Collected data
══════════

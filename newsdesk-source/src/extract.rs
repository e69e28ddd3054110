//! Article text extraction built on `lol_html`.

use std::cell::RefCell;
use std::sync::OnceLock;

use lol_html::{HtmlRewriter, Settings, text};
use regex::Regex;

use crate::google_news::FetchError;

fn whitespace_run() -> &'static Regex {
    static RE: OnceLock<Regex> = OnceLock::new();
    RE.get_or_init(|| Regex::new(r"\s+").expect("static pattern"))
}

/// Collect the text of every `<p>` element in an HTML page into one
/// whitespace-normalized string.
///
/// News pages keep the article body in paragraph elements; navigation,
/// scripts, and anything outside `<p>` is ignored. Runs of whitespace are
/// collapsed to single spaces so chunk windows are not wasted on
/// formatting.
pub fn extract_paragraphs(html: &str) -> Result<String, FetchError> {
    let collected = RefCell::new(String::new());

    let mut rewriter = HtmlRewriter::new(
        Settings {
            element_content_handlers: vec![text!("p", |chunk| {
                let mut buffer = collected.borrow_mut();
                buffer.push_str(chunk.as_str());
                if chunk.last_in_text_node() {
                    buffer.push(' ');
                }
                Ok(())
            })],
            ..Settings::default()
        },
        |_: &[u8]| {},
    );

    rewriter
        .write(html.as_bytes())
        .and_then(|()| rewriter.end())
        .map_err(|e| FetchError::Extract(e.to_string()))?;

    let collected = collected.into_inner();
    Ok(whitespace_run().replace_all(&collected, " ").trim().to_string())
}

══════════

### WORK INSTRUCTION
Within the records above, how many lines include the word "static"? State the number by itself.

### SOLUTION
3